Ulcerative colitis is an inflammation of the lining of the large bowel (colon). Symptoms include rectal bleeding, diarrhea, abdominal cramps, weight loss, and fevers. In addition, patients who have had extensive ulcerative colitis for many years are at an increased risk to develop large bowel cancer. The cause of ulcerative colitis remains unknown.
Initial treatment of ulcerative colitis is medical, using antibiotics and anti-inflammatory medications (drugs such as Alzulfidine, Prednisone, etc.). These are usually necessary on a long-term basis. Prednisone has significant side effects, and, therefore, it is usually used for short periods. “Flare-ups” of the disease can often be treated by increasing the dosage of medications or adding new medications, such as 6-Mercaptopurine. Hospitalization may be necessary to put the bowel to rest.
Surgery is indicated for patients who have life-threatening complications of inflammatory bowel diseases, such as massive bleeding, perforation, or infection.

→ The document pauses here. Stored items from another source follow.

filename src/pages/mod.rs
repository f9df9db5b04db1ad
pub mod home;
pub mod not_found;
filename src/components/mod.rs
//! Reusable UI components.

pub mod flow_editor;
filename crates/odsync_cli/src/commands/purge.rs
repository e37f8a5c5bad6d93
//! Purge command implementation.

use crate::workspace::Workspace;
use chrono::{Duration, Utc};
use std::error::Error;

/// Removes finished queue items last touched more than `days` ago.
pub fn run(workspace: &Workspace, days: u32) -> Result<usize, Box<dyn Error>> {
    let cutoff = Utc::now() - Duration::days(i64::from(days));
    let purged = workspace.engine.queue().purge_completed(cutoff)?;
    workspace.engine.tracker().prune_failed();
    Ok(purged)
}

#[cfg(test)]
mod tests {
    use super::*;
    use crate::commands::{submit, sync};

    #[tokio::test]
    async fn purge_keeps_recent_and_pending() {
        let dir = tempfile::tempdir().unwrap();
        let workspace = Workspace::open(dir.path(), true).unwrap();
        submit::run(&workspace, submit::tests::sample("req-1")).unwrap();
        sync::run(&workspace, false, None).await.unwrap();
        submit::run(&workspace, submit::tests::sample("req-2")).unwrap();

        assert_eq!(run(&workspace, 7).unwrap(), 0);
        assert_eq!(run(&workspace, 0).unwrap(), 1);
        assert_eq!(workspace.engine.queue().len().unwrap(), 1);
    }
}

It may also be necessary for those who have the chronic form of the disease, which fails medical therapy. It is important the patient be comfortable that all reasonable medical therapy has been attempted prior to considering surgical therapy. In addition, patients who have long-standing ulcerative colitis and show cancer signs may be candidates for removal of the colon, because of the increased risk of developing cancer. More often, these patients are followed carefully with repeated colonoscopy and biopsy, and only if precancerous signs are identified is surgery recommended.

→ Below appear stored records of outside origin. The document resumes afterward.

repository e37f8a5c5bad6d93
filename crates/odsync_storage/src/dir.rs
//! Store directory management.
//!
//! An engine keeps its state in four boxes laid out as:
//!
//! ```text
//! <data_dir>/
//! ├─ LOCK              # Advisory lock for single-writer
//! ├─ queue.log         # Pending mutations
//! ├─ conflicts.log     # Unresolved sync conflicts
//! ├─ items.log         # Domain entities (item store)
//! └─ meta.log          # Engine metadata (last sync time, ...)
//! ```
//!
//! The LOCK file ensures only one process writes to the directory at a time.

use crate::backend::KeyValueStore;
use crate::error::{StorageError, StorageResult};
use crate::file::FileStore;
use crate::memory::InMemoryStore;
use fs2::FileExt;
use std::fmt;
use std::fs::{self, File, OpenOptions};
use std::path::{Path, PathBuf};
use std::sync::Arc;

const LOCK_FILE: &str = "LOCK";

/// The named boxes an engine persists into.
#[derive(Debug, Clone, Copy, PartialEq, Eq, Hash)]
pub enum BoxName {
    /// Queue items.
    Queue,
    /// Unresolved sync conflicts.
    Conflicts,
    /// Domain entities being synced.
    Items,
    /// Engine metadata.
    Meta,
}

impl BoxName {
    /// Every box, in layout order.
    pub const ALL: [BoxName; 4] = [
        BoxName::Queue,
        BoxName::Conflicts,
        BoxName::Items,
        BoxName::Meta,
    ];

    /// Returns the box name as used on disk.
    pub fn as_str(&self) -> &'static str {
        match self {
            BoxName::Queue => "queue",
            BoxName::Conflicts => "conflicts",
            BoxName::Items => "items",
            BoxName::Meta => "meta",
        }
    }

    fn file_name(&self) -> String {
        format!("{}.log", self.as_str())
    }
}

impl fmt::Display for BoxName {
    fn fmt(&self, f: &mut fmt::Formatter<'_>) -> fmt::Result {
        f.write_str(self.as_str())
    }
}

/// Holds an exclusive lock on a data directory.
///
/// Only one `StoreDir` instance can exist per directory at a time,
/// across processes.
#[derive(Debug)]
pub struct StoreDir {
    path: PathBuf,
    _lock_file: File,
}

impl StoreDir {
    /// Opens (creating if needed) and locks a data directory.
    ///
    /// # Errors
    ///
    /// Returns an error if:
    /// - The path exists but is not a directory
    /// - Another process holds the lock (returns `Locked`)
    /// - I/O errors occur
    pub fn open(path: &Path) -> StorageResult<Self> {
        if !path.exists() {
            fs::create_dir_all(path)?;
        }

        if !path.is_dir() {
            return Err(StorageError::corrupted(format!(
                "path is not a directory: {}",
                path.display()
            )));
        }

        let lock_file = OpenOptions::new()
            .read(true)
            .write(true)
            .create(true)
            .truncate(false)
            .open(path.join(LOCK_FILE))?;

        if lock_file.try_lock_exclusive().is_err() {
            return Err(StorageError::Locked(path.display().to_string()));
        }

        Ok(Self {
            path: path.to_path_buf(),
            _lock_file: lock_file,
        })
    }

    /// Returns the directory path.
    #[must_use]
    pub fn path(&self) -> &Path {
        &self.path
    }

    /// Returns the log path of a box.
    #[must_use]
    pub fn box_path(&self, name: BoxName) -> PathBuf {
        self.path.join(name.file_name())
    }
}

/// The four stores backing one engine instance.
///
/// # Example
///
/// ```rust
/// use odsync_storage::{BoxName, Boxes, KeyValueStore};
///
/// let boxes = Boxes::in_memory();
/// assert_eq!(boxes.box_count(), 4);
/// boxes.get(BoxName::Items).put("req-1", b"{}").unwrap();
/// ```
#[derive(Clone)]
pub struct Boxes {
    queue: Arc<dyn KeyValueStore>,
    conflicts: Arc<dyn KeyValueStore>,
    items: Arc<dyn KeyValueStore>,
    meta: Arc<dyn KeyValueStore>,
    dir: Option<Arc<StoreDir>>,
}

impl Boxes {
    /// Creates four independent in-memory boxes.
    #[must_use]
    pub fn in_memory() -> Self {
        Self {
            queue: Arc::new(InMemoryStore::new()),
            conflicts: Arc::new(InMemoryStore::new()),
            items: Arc::new(InMemoryStore::new()),
            meta: Arc::new(InMemoryStore::new()),
            dir: None,
        }
    }

    /// Builds boxes from caller-provided stores.
    pub fn from_stores(
        queue: Arc<dyn KeyValueStore>,
        conflicts: Arc<dyn KeyValueStore>,
        items: Arc<dyn KeyValueStore>,
        meta: Arc<dyn KeyValueStore>,
    ) -> Self {
        Self {
            queue,
            conflicts,
            items,
            meta,
            dir: None,
        }
    }

    /// Opens file-backed boxes inside a locked data directory.
    ///
    /// # Errors
    ///
    /// Returns an error if the directory cannot be locked or any box
    /// log cannot be opened.
    pub fn open(path: &Path) -> StorageResult<Self> {
        let dir = StoreDir::open(path)?;
        let open = |name: BoxName| -> StorageResult<Arc<dyn KeyValueStore>> {
            Ok(Arc::new(FileStore::open(&dir.box_path(name))?))
        };

        Ok(Self {
            queue: open(BoxName::Queue)?,
            conflicts: open(BoxName::Conflicts)?,
            items: open(BoxName::Items)?,
            meta: open(BoxName::Meta)?,
            dir: Some(Arc::new(dir)),
        })
    }

    /// Returns the store for a box.
    #[must_use]
    pub fn get(&self, name: BoxName) -> Arc<dyn KeyValueStore> {
        match name {
            BoxName::Queue => Arc::clone(&self.queue),
            BoxName::Conflicts => Arc::clone(&self.conflicts),
            BoxName::Items => Arc::clone(&self.items),
            BoxName::Meta => Arc::clone(&self.meta),
        }
    }

    /// Returns the number of open boxes.
    #[must_use]
    pub fn box_count(&self) -> usize {
        BoxName::ALL.len()
    }

    /// Returns true if every box answers a trivial read.
    #[must_use]
    pub fn is_reachable(&self) -> bool {
        BoxName::ALL.iter().all(|name| self.get(*name).len().is_ok())
    }

    /// Returns the data directory for file-backed boxes.
    #[must_use]
    pub fn data_dir(&self) -> Option<&Path> {
        self.dir.as_deref().map(StoreDir::path)
    }

    /// Flushes every box.
    ///
    /// # Errors
    ///
    /// Returns the first flush error encountered.
    pub fn flush_all(&self) -> StorageResult<()> {
        for name in BoxName::ALL {
            self.get(name).flush()?;
        }
        Ok(())
    }
}

impl fmt::Debug for Boxes {
    fn fmt(&self, f: &mut fmt::Formatter<'_>) -> fmt::Result {
        f.debug_struct("Boxes")
            .field("data_dir", &self.data_dir())
            .finish_non_exhaustive()
    }
}

#[cfg(test)]
mod tests {
    use super::*;
    use tempfile::tempdir;

    #[test]
    fn box_names() {
        assert_eq!(BoxName::Queue.as_str(), "queue");
        assert_eq!(BoxName::Meta.to_string(), "meta");
        assert_eq!(BoxName::ALL.len(), 4);
    }

    #[test]
    fn in_memory_boxes_are_independent() {
        let boxes = Boxes::in_memory();
        boxes.get(BoxName::Queue).put("k", b"queue").unwrap();

        assert_eq!(boxes.get(BoxName::Items).get("k").unwrap(), None);
        assert_eq!(boxes.box_count(), 4);
        assert!(boxes.is_reachable());
        assert!(boxes.data_dir().is_none());
    }

    #[test]
    fn unreachable_box_is_reported() {
        let queue = Arc::new(InMemoryStore::new());
        let boxes = Boxes::from_stores(
            queue.clone(),
            Arc::new(InMemoryStore::new()),
            Arc::new(InMemoryStore::new()),
            Arc::new(InMemoryStore::new()),
        );
        assert!(boxes.is_reachable());

        queue.set_unavailable(true);
        assert!(!boxes.is_reachable());
    }

    #[test]
    fn open_creates_layout() {
        let dir = tempdir().unwrap();
        let path = dir.path().join("data");

        let boxes = Boxes::open(&path).unwrap();
        assert_eq!(boxes.data_dir(), Some(path.as_path()));
        assert!(path.join("LOCK").exists());
        for name in BoxName::ALL {
            assert!(path.join(format!("{name}.log")).exists());
        }
    }

    #[test]
    fn open_persists_across_reopen() {
        let dir = tempdir().unwrap();

        {
            let boxes = Boxes::open(dir.path()).unwrap();
            boxes.get(BoxName::Meta).put("last_sync", b"now").unwrap();
            boxes.flush_all().unwrap();
        }

        let boxes = Boxes::open(dir.path()).unwrap();
        assert_eq!(
            boxes.get(BoxName::Meta).get("last_sync").unwrap(),
            Some(b"now".to_vec())
        );
    }

    #[test]
    fn second_open_is_locked() {
        let dir = tempdir().unwrap();

        let _first = StoreDir::open(dir.path()).unwrap();
        let second = StoreDir::open(dir.path());
        assert!(matches!(second, Err(StorageError::Locked(_))));
    }

    #[test]
    fn file_path_is_not_a_directory() {
        let dir = tempdir().unwrap();
        let file = dir.path().join("plain");
        fs::write(&file, b"x").unwrap();

        assert!(StoreDir::open(&file).is_err());
    }
}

Historically, the standard operation for ulcerative colitis has been removal of the entire colon, rectum, and anus. This operation is called a proctocolectomy (Illustration A) and may be performed in one or more stages. It cures the disease and removes all risk of developing cancer in the colon or rectum. However, this operation requires creation of a Brooke ileostomy (bringing the end of the remaining bowel through the abdomen wall, Illustration B) and chronic use of an appliance on the abdominal wall to collect waste from the bowel.
The continent ileostomy (Illustration C) is similar to a Brooke ileostomy, but an internal reservoir is created. The bowel still comes through the abdominal wall, but an external appliance is not required. The internal reservoir is drained three to four times a day by inserting a tube into the reservoir. This option eliminates the risks of cancer and risks of recurrent persistent colitis, but the internal reservoir may begin to leak and require another surgical procedure to revise the reservoir.

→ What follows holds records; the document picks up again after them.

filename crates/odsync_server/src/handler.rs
//! Write handling: version checks, field merge and status semantics.

use crate::config::ServerConfig;
use crate::error::{ServerError, ServerResult};
use crate::records::{RecordStore, ServerRecord};
use chrono::{DateTime, Utc};
use odsync_protocol::{ItemType, OdStatus, Payload, RemoteResponse};
use parking_lot::Mutex;
use serde_json::{json, Value};
use std::sync::Arc;
use tracing::debug;

const STATUS: &str = "status";
const APPROVED_BY: &str = "approved_by_id";
const APPROVED_AT: &str = "approved_at";
const UPDATED_AT: &str = "updated_at";

#[derive(Debug, Clone, Copy, PartialEq, Eq)]
enum WriteKind {
    Create,
    Update,
}

/// Applies client writes to the record store.
pub struct RequestHandler {
    config: ServerConfig,
    records: Arc<RecordStore>,
    // Version check and write must not interleave
    write_lock: Mutex<()>,
}

impl RequestHandler {
    /// Creates a handler over a record store.
    pub fn new(config: ServerConfig, records: Arc<RecordStore>) -> Self {
        Self {
            config,
            records,
            write_lock: Mutex::new(()),
        }
    }

    /// Returns the record store.
    pub fn records(&self) -> &Arc<RecordStore> {
        &self.records
    }

    /// Handles a create.
    ///
    /// New OD requests start out `pending` unless the payload says otherwise.
    pub fn handle_create(
        &self,
        item_type: ItemType,
        item_id: &str,
        payload: &Payload,
        local_timestamp: DateTime<Utc>,
    ) -> ServerResult<RemoteResponse> {
        if payload.is_empty() {
            return Err(ServerError::InvalidRequest(format!(
                "create of {item_type} {item_id} has an empty payload"
            )));
        }
        self.write(item_type, item_id, payload, local_timestamp, WriteKind::Create)
    }

    /// Handles a partial update. Updating an unknown record creates it.
    pub fn handle_update(
        &self,
        item_type: ItemType,
        item_id: &str,
        payload: &Payload,
        local_timestamp: DateTime<Utc>,
    ) -> ServerResult<RemoteResponse> {
        self.write(item_type, item_id, payload, local_timestamp, WriteKind::Update)
    }

    /// Handles a delete. Returns true if the record existed.
    pub fn handle_delete(&self, item_type: ItemType, item_id: &str) -> ServerResult<bool> {
        let _guard = self.write_lock.lock();
        let existed = self.records.remove(item_type, item_id)?;
        debug!(item_type = %item_type, item_id, existed, "Deleted record");
        Ok(existed)
    }

    fn write(
        &self,
        item_type: ItemType,
        item_id: &str,
        payload: &Payload,
        local_timestamp: DateTime<Utc>,
        kind: WriteKind,
    ) -> ServerResult<RemoteResponse> {
        self.validate(item_type, item_id, payload)?;

        let _guard = self.write_lock.lock();
        let existing = self.records.get(item_type, item_id);

        if let Some(current) = &existing {
            if current.updated_at > local_timestamp {
                if merged(&current.data, payload) == current.data {
                    debug!(item_type = %item_type, item_id, "Stale write matches server data");
                    return Ok(RemoteResponse::Accepted);
                }
                debug!(
                    item_type = %item_type,
                    item_id,
                    server = %current.updated_at,
                    local = %local_timestamp,
                    "Rejected stale write"
                );
                return Ok(RemoteResponse::Conflict(current.snapshot()));
            }
        }

        let mut data = merged(
            existing.as_ref().map(|r| &r.data).unwrap_or(&Payload::new()),
            payload,
        );
        if item_type == ItemType::Request {
            if kind == WriteKind::Create {
                data.entry(STATUS.to_string())
                    .or_insert_with(|| json!(OdStatus::Pending.as_str()));
            }
            if decision(payload).is_some() {
                data.insert(APPROVED_AT.to_string(), json!(Utc::now()));
            }
        }
        data.insert(UPDATED_AT.to_string(), json!(local_timestamp));

        self.records.put(ServerRecord::new(
            item_type,
            item_id,
            data,
            local_timestamp,
        ))?;
        debug!(item_type = %item_type, item_id, kind = ?kind, "Accepted write");
        Ok(RemoteResponse::Accepted)
    }

    fn validate(&self, item_type: ItemType, item_id: &str, payload: &Payload) -> ServerResult<()> {
        if item_id.trim().is_empty() {
            return Err(ServerError::InvalidRequest("empty item id".into()));
        }
        if payload.len() > self.config.max_payload_fields {
            return Err(ServerError::PayloadTooLarge {
                fields: payload.len(),
                max: self.config.max_payload_fields,
            });
        }
        if item_type != ItemType::Request {
            return Ok(());
        }

        if let Some(value) = payload.get(STATUS) {
            let status = value
                .as_str()
                .and_then(OdStatus::parse)
                .ok_or_else(|| ServerError::InvalidRequest(format!("unknown status {value}")))?;
            if status.is_decided() && payload.get(APPROVED_BY).map_or(true, Value::is_null) {
                return Err(ServerError::InvalidRequest(format!(
                    "{} of {item_id} has no approver",
                    status.as_str()
                )));
            }
        }
        Ok(())
    }
}

impl std::fmt::Debug for RequestHandler {
    fn fmt(&self, f: &mut std::fmt::Formatter<'_>) -> std::fmt::Result {
        f.debug_struct("RequestHandler")
            .field("config", &self.config)
            .field("records", &self.records)
            .finish()
    }
}

fn merged(base: &Payload, payload: &Payload) -> Payload {
    let mut data = base.clone();
    for (field, value) in payload {
        data.insert(field.clone(), value.clone());
    }
    data
}

/// Returns the decided status a payload carries, if any.
fn decision(payload: &Payload) -> Option<OdStatus> {
    payload
        .get(STATUS)
        .and_then(Value::as_str)
        .and_then(OdStatus::parse)
        .filter(OdStatus::is_decided)
}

Some patients may be treated by removal of the colon, with preservation of the rectum and anus. The small bowel can then be reconnected to the rectum and continence preserved. This avoids an ileostomy, but the risks of ongoing active colitis, increased stool frequency, urgency, and cancer in the retained rectum remain.
The ileoanal procedure is the newest alternative for the management of ulcerative colitis. This procedure removes all of the colon and rectum, but preserves the anal canal. The rectum is replaced with small bowel, which is refashioned to form a small pouch. Usually, a temporary ileostomy is created, but this is closed in several months. The pouch acts as a reservoir to help decrease the stool frequency. This maintains a normal route of defecation, but most patients experience five to ten bowel movements per day. This operation all but eliminates the risk of recurrent ulcerative colitis and allows the patient to have a normal route of evacuation. Patients can develop inflammation of the pouch, which requires antibiotic treatment. In a small percentage of patients, the pouch fails to function properly and may have to be removed. If the pouch is removed, a permanent ileostomy will likely be necessary.
It is important to recognize that none of these alternatives makes a patient with ulcerative colitis normal. Each alternative has perceivable advantages and disadvantages, which must be carefully understood by the patient prior to selecting the alternative which will allow the patient to pursue the highest quality of life.